** Exercise **
Each line below must be reproduced exactly.

** Items from a dataset **
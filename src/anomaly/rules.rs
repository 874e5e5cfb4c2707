use crate::baseline::FeatureStats;
use crate::features::Feature;

use super::types::{AnomalyFlag, AnomalyKind};

/// Standard deviations and means at or below this are treated as zero.
pub const NEAR_ZERO: f64 = 1e-9;

/// Fallback threshold on the window transaction count.
pub const FALLBACK_MAX_TRANSACTIONS: f64 = 50.0;

/// Fallback threshold on the largest outgoing transfer, in ETH.
pub const FALLBACK_MAX_OUTGOING_ETH: f64 = 50.0;

/// Features scored against the baseline, in check order.
pub const CHECKED_FEATURES: [Feature; 8] = [
    Feature::TotalTransactionsInWindow,
    Feature::IncomingTxCount,
    Feature::OutgoingTxCount,
    Feature::TotalEthVolumeIn,
    Feature::TotalEthVolumeOut,
    Feature::MaxEthTxValueIn,
    Feature::MaxEthTxValueOut,
    Feature::TotalGasFeeEthSpentByAddress,
];

/// Check if a value rises above `mean + k * std`. Needs a defined deviation.
pub fn check_high(feature: Feature, value: f64, stats: &FeatureStats, k: f64) -> Option<AnomalyFlag> {
    let std_dev = stats.std_dev?;
    let upper_bound = stats.upper_bound(k)?;
    if value > upper_bound {
        return Some(AnomalyFlag {
            feature,
            value,
            kind: AnomalyKind::High {
                mean: stats.mean,
                std_dev,
                upper_bound,
            },
        });
    }
    None
}

/// Check if a value drops below `mean - k * std`.
///
/// Peak-value features are never flagged low, and a drop is only meaningful
/// when the baseline mean was above zero.
pub fn check_low(feature: Feature, value: f64, stats: &FeatureStats, k: f64) -> Option<AnomalyFlag> {
    if matches!(feature, Feature::MaxEthTxValueIn | Feature::MaxEthTxValueOut) {
        return None;
    }

    let mean = stats.mean;
    let std_dev = stats.std_dev?;
    let lower_bound = stats.lower_bound(k)?;
    if value < lower_bound && value < mean && mean > NEAR_ZERO {
        return Some(AnomalyFlag {
            feature,
            value,
            kind: AnomalyKind::Low {
                mean,
                std_dev,
                lower_bound,
            },
        });
    }
    None
}

/// Check a value against a baseline that never varied. Only upward moves count.
pub fn check_constant(feature: Feature, value: f64, mean: f64) -> Option<AnomalyFlag> {
    if value > mean {
        return Some(AnomalyFlag {
            feature,
            value,
            kind: AnomalyKind::DeviationFromConstant { mean },
        });
    }
    None
}

/// Fixed-threshold rules for features that have no baseline. Only the
/// transaction count and the largest outgoing transfer have one; every other
/// feature goes unchecked.
pub fn check_fallback(feature: Feature, value: f64) -> Option<AnomalyFlag> {
    let kind = match feature {
        Feature::TotalTransactionsInWindow if value > FALLBACK_MAX_TRANSACTIONS => {
            AnomalyKind::HighTransactionCount {
                threshold: FALLBACK_MAX_TRANSACTIONS,
            }
        }
        Feature::MaxEthTxValueOut if value > FALLBACK_MAX_OUTGOING_ETH => {
            AnomalyKind::LargeOutgoingTransaction {
                threshold: FALLBACK_MAX_OUTGOING_ETH,
            }
        }
        _ => return None,
    };

    Some(AnomalyFlag {
        feature,
        value,
        kind,
    })
}

/// Run every applicable check for one feature value.
///
/// With baseline statistics the value is scored against `mean ± k * std`, or
/// against the constant mean when the deviation is near zero or undefined
/// (single-window baseline). Without statistics the fallback rules apply.
pub fn check_feature(
    feature: Feature,
    value: f64,
    stats: Option<&FeatureStats>,
    k: f64,
) -> Vec<AnomalyFlag> {
    let Some(stats) = stats else {
        return check_fallback(feature, value).into_iter().collect();
    };

    match stats.std_dev {
        Some(std_dev) if std_dev > NEAR_ZERO => [
            check_high(feature, value, stats, k),
            check_low(feature, value, stats, k),
        ]
        .into_iter()
        .flatten()
        .collect(),
        _ => check_constant(feature, value, stats.mean).into_iter().collect(),
    }
}

#[cfg(test)]
mod tests {
    use super::*;

    fn stats(mean: f64, std_dev: f64) -> FeatureStats {
        FeatureStats {
            mean,
            std_dev: Some(std_dev),
        }
    }

    #[test]
    fn test_high_above_upper_bound() {
        let flags = check_feature(Feature::TotalEthVolumeIn, 20.0, Some(&stats(10.0, 2.0)), 3.0);
        assert_eq!(flags.len(), 1);
        match flags[0].kind {
            AnomalyKind::High { upper_bound, .. } => assert_eq!(upper_bound, 16.0),
            other => panic!("unexpected kind {:?}", other),
        }
        assert_eq!(
            flags[0].to_string(),
            "High Anomaly for total_eth_volume_in: 20.00 (Historical Mean: 10.00, Std: 2.00, Upper Bound: 16.00)"
        );
    }

    #[test]
    fn test_value_on_bound_is_not_flagged() {
        let flags = check_feature(Feature::TotalEthVolumeIn, 16.0, Some(&stats(10.0, 2.0)), 3.0);
        assert!(flags.is_empty());
    }

    #[test]
    fn test_low_below_lower_bound() {
        let flags = check_feature(Feature::IncomingTxCount, 0.0, Some(&stats(10.0, 2.0)), 3.0);
        assert_eq!(flags.len(), 1);
        assert!(matches!(flags[0].kind, AnomalyKind::Low { lower_bound, .. } if lower_bound == 4.0));
    }

    #[test]
    fn test_low_skipped_for_peak_features() {
        let flags = check_feature(Feature::MaxEthTxValueIn, 0.0, Some(&stats(10.0, 2.0)), 3.0);
        assert!(flags.is_empty());
    }

    #[test]
    fn test_low_skipped_for_near_zero_mean() {
        assert!(check_low(Feature::OutgoingTxCount, -1.0, &stats(1e-10, 1e-10 / 6.0), 3.0).is_none());
    }

    #[test]
    fn test_spread_checks_need_a_deviation() {
        let single = FeatureStats {
            mean: 3.0,
            std_dev: None,
        };
        assert!(check_high(Feature::TotalEthVolumeIn, 100.0, &single, 3.0).is_none());
        assert!(check_low(Feature::TotalEthVolumeIn, 0.0, &single, 3.0).is_none());
    }

    #[test]
    fn test_constant_baseline_only_checks_upward() {
        let constant = stats(5.0, 0.0);
        assert_eq!(check_feature(Feature::OutgoingTxCount, 6.0, Some(&constant), 3.0).len(), 1);
        assert!(check_feature(Feature::OutgoingTxCount, 4.0, Some(&constant), 3.0).is_empty());
        assert!(check_feature(Feature::OutgoingTxCount, 5.0, Some(&constant), 3.0).is_empty());
    }

    #[test]
    fn test_undefined_std_is_constant() {
        let single = FeatureStats {
            mean: 3.0,
            std_dev: None,
        };
        let flags = check_feature(Feature::TotalTransactionsInWindow, 4.0, Some(&single), 3.0);
        assert_eq!(flags.len(), 1);
        assert_eq!(
            flags[0].to_string(),
            "Deviation from Constant for total_transactions_in_window: 4.00 (Historical Value: 3.00)"
        );
    }

    #[test]
    fn test_fallback_rules() {
        let flags = check_feature(Feature::TotalTransactionsInWindow, 51.0, None, 3.0);
        assert_eq!(flags.len(), 1);
        assert_eq!(
            flags[0].to_string(),
            "High Transaction Count (fallback rule): 51 transactions."
        );
        assert!(check_feature(Feature::TotalTransactionsInWindow, 50.0, None, 3.0).is_empty());

        let flags = check_feature(Feature::MaxEthTxValueOut, 75.5, None, 3.0);
        assert_eq!(
            flags[0].to_string(),
            "Large Outgoing Transaction (fallback rule): Max 75.50 ETH sent."
        );

        // no fallback exists for other features
        assert!(check_feature(Feature::TotalEthVolumeOut, 1e6, None, 3.0).is_empty());
        assert!(check_feature(Feature::MaxEthTxValueIn, 1e6, None, 3.0).is_empty());
    }
}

** Exercise output **
filename src/anomaly/rules.rs
repository 874e5e5cfb4c2707
use crate::baseline::FeatureStats;
use crate::features::Feature;

use super::types::{AnomalyFlag, AnomalyKind};

/// Standard deviations and means at or below this are treated as zero.
pub const NEAR_ZERO: f64 = 1e-9;

/// Fallback threshold on the window transaction count.
pub const FALLBACK_MAX_TRANSACTIONS: f64 = 50.0;

/// Fallback threshold on the largest outgoing transfer, in ETH.
pub const FALLBACK_MAX_OUTGOING_ETH: f64 = 50.0;

/// Features scored against the baseline, in check order.
pub const CHECKED_FEATURES: [Feature; 8] = [
    Feature::TotalTransactionsInWindow,
    Feature::IncomingTxCount,
    Feature::OutgoingTxCount,
    Feature::TotalEthVolumeIn,
    Feature::TotalEthVolumeOut,
    Feature::MaxEthTxValueIn,
    Feature::MaxEthTxValueOut,
    Feature::TotalGasFeeEthSpentByAddress,
];

/// Check if a value rises above `mean + k * std`. Needs a defined deviation.
pub fn check_high(feature: Feature, value: f64, stats: &FeatureStats, k: f64) -> Option<AnomalyFlag> {
    let std_dev = stats.std_dev?;
    let upper_bound = stats.upper_bound(k)?;
    if value > upper_bound {
        return Some(AnomalyFlag {
            feature,
            value,
            kind: AnomalyKind::High {
                mean: stats.mean,
                std_dev,
                upper_bound,
            },
        });
    }
    None
}

/// Check if a value drops below `mean - k * std`.
///
/// Peak-value features are never flagged low, and a drop is only meaningful
/// when the baseline mean was above zero.
pub fn check_low(feature: Feature, value: f64, stats: &FeatureStats, k: f64) -> Option<AnomalyFlag> {
    if matches!(feature, Feature::MaxEthTxValueIn | Feature::MaxEthTxValueOut) {
        return None;
    }

    let mean = stats.mean;
    let std_dev = stats.std_dev?;
    let lower_bound = stats.lower_bound(k)?;
    if value < lower_bound && value < mean && mean > NEAR_ZERO {
        return Some(AnomalyFlag {
            feature,
            value,
            kind: AnomalyKind::Low {
                mean,
                std_dev,
                lower_bound,
            },
        });
    }
    None
}

/// Check a value against a baseline that never varied. Only upward moves count.
pub fn check_constant(feature: Feature, value: f64, mean: f64) -> Option<AnomalyFlag> {
    if value > mean {
        return Some(AnomalyFlag {
            feature,
            value,
            kind: AnomalyKind::DeviationFromConstant { mean },
        });
    }
    None
}

/// Fixed-threshold rules for features that have no baseline. Only the
/// transaction count and the largest outgoing transfer have one; every other
/// feature goes unchecked.
pub fn check_fallback(feature: Feature, value: f64) -> Option<AnomalyFlag> {
    let kind = match feature {
        Feature::TotalTransactionsInWindow if value > FALLBACK_MAX_TRANSACTIONS => {
            AnomalyKind::HighTransactionCount {
                threshold: FALLBACK_MAX_TRANSACTIONS,
            }
        }
        Feature::MaxEthTxValueOut if value > FALLBACK_MAX_OUTGOING_ETH => {
            AnomalyKind::LargeOutgoingTransaction {
                threshold: FALLBACK_MAX_OUTGOING_ETH,
            }
        }
        _ => return None,
    };

    Some(AnomalyFlag {
        feature,
        value,
        kind,
    })
}

/// Run every applicable check for one feature value.
///
/// With baseline statistics the value is scored against `mean ± k * std`, or
/// against the constant mean when the deviation is near zero or undefined
/// (single-window baseline). Without statistics the fallback rules apply.
pub fn check_feature(
    feature: Feature,
    value: f64,
    stats: Option<&FeatureStats>,
    k: f64,
) -> Vec<AnomalyFlag> {
    let Some(stats) = stats else {
        return check_fallback(feature, value).into_iter().collect();
    };

    match stats.std_dev {
        Some(std_dev) if std_dev > NEAR_ZERO => [
            check_high(feature, value, stats, k),
            check_low(feature, value, stats, k),
        ]
        .into_iter()
        .flatten()
        .collect(),
        _ => check_constant(feature, value, stats.mean).into_iter().collect(),
    }
}

#[cfg(test)]
mod tests {
    use super::*;

    fn stats(mean: f64, std_dev: f64) -> FeatureStats {
        FeatureStats {
            mean,
            std_dev: Some(std_dev),
        }
    }

    #[test]
    fn test_high_above_upper_bound() {
        let flags = check_feature(Feature::TotalEthVolumeIn, 20.0, Some(&stats(10.0, 2.0)), 3.0);
        assert_eq!(flags.len(), 1);
        match flags[0].kind {
            AnomalyKind::High { upper_bound, .. } => assert_eq!(upper_bound, 16.0),
            other => panic!("unexpected kind {:?}", other),
        }
        assert_eq!(
            flags[0].to_string(),
            "High Anomaly for total_eth_volume_in: 20.00 (Historical Mean: 10.00, Std: 2.00, Upper Bound: 16.00)"
        );
    }

    #[test]
    fn test_value_on_bound_is_not_flagged() {
        let flags = check_feature(Feature::TotalEthVolumeIn, 16.0, Some(&stats(10.0, 2.0)), 3.0);
        assert!(flags.is_empty());
    }

    #[test]
    fn test_low_below_lower_bound() {
        let flags = check_feature(Feature::IncomingTxCount, 0.0, Some(&stats(10.0, 2.0)), 3.0);
        assert_eq!(flags.len(), 1);
        assert!(matches!(flags[0].kind, AnomalyKind::Low { lower_bound, .. } if lower_bound == 4.0));
    }

    #[test]
    fn test_low_skipped_for_peak_features() {
        let flags = check_feature(Feature::MaxEthTxValueIn, 0.0, Some(&stats(10.0, 2.0)), 3.0);
        assert!(flags.is_empty());
    }

    #[test]
    fn test_low_skipped_for_near_zero_mean() {
        assert!(check_low(Feature::OutgoingTxCount, -1.0, &stats(1e-10, 1e-10 / 6.0), 3.0).is_none());
    }

    #[test]
    fn test_spread_checks_need_a_deviation() {
        let single = FeatureStats {
            mean: 3.0,
            std_dev: None,
        };
        assert!(check_high(Feature::TotalEthVolumeIn, 100.0, &single, 3.0).is_none());
        assert!(check_low(Feature::TotalEthVolumeIn, 0.0, &single, 3.0).is_none());
    }

    #[test]
    fn test_constant_baseline_only_checks_upward() {
        let constant = stats(5.0, 0.0);
        assert_eq!(check_feature(Feature::OutgoingTxCount, 6.0, Some(&constant), 3.0).len(), 1);
        assert!(check_feature(Feature::OutgoingTxCount, 4.0, Some(&constant), 3.0).is_empty());
        assert!(check_feature(Feature::OutgoingTxCount, 5.0, Some(&constant), 3.0).is_empty());
    }

    #[test]
    fn test_undefined_std_is_constant() {
        let single = FeatureStats {
            mean: 3.0,
            std_dev: None,
        };
        let flags = check_feature(Feature::TotalTransactionsInWindow, 4.0, Some(&single), 3.0);
        assert_eq!(flags.len(), 1);
        assert_eq!(
            flags[0].to_string(),
            "Deviation from Constant for total_transactions_in_window: 4.00 (Historical Value: 3.00)"
        );
    }

    #[test]
    fn test_fallback_rules() {
        let flags = check_feature(Feature::TotalTransactionsInWindow, 51.0, None, 3.0);
        assert_eq!(flags.len(), 1);
        assert_eq!(
            flags[0].to_string(),
            "High Transaction Count (fallback rule): 51 transactions."
        );
        assert!(check_feature(Feature::TotalTransactionsInWindow, 50.0, None, 3.0).is_empty());

        let flags = check_feature(Feature::MaxEthTxValueOut, 75.5, None, 3.0);
        assert_eq!(
            flags[0].to_string(),
            "Large Outgoing Transaction (fallback rule): Max 75.50 ETH sent."
        );

        // no fallback exists for other features
        assert!(check_feature(Feature::TotalEthVolumeOut, 1e6, None, 3.0).is_empty());
        assert!(check_feature(Feature::MaxEthTxValueIn, 1e6, None, 3.0).is_empty());
    }
}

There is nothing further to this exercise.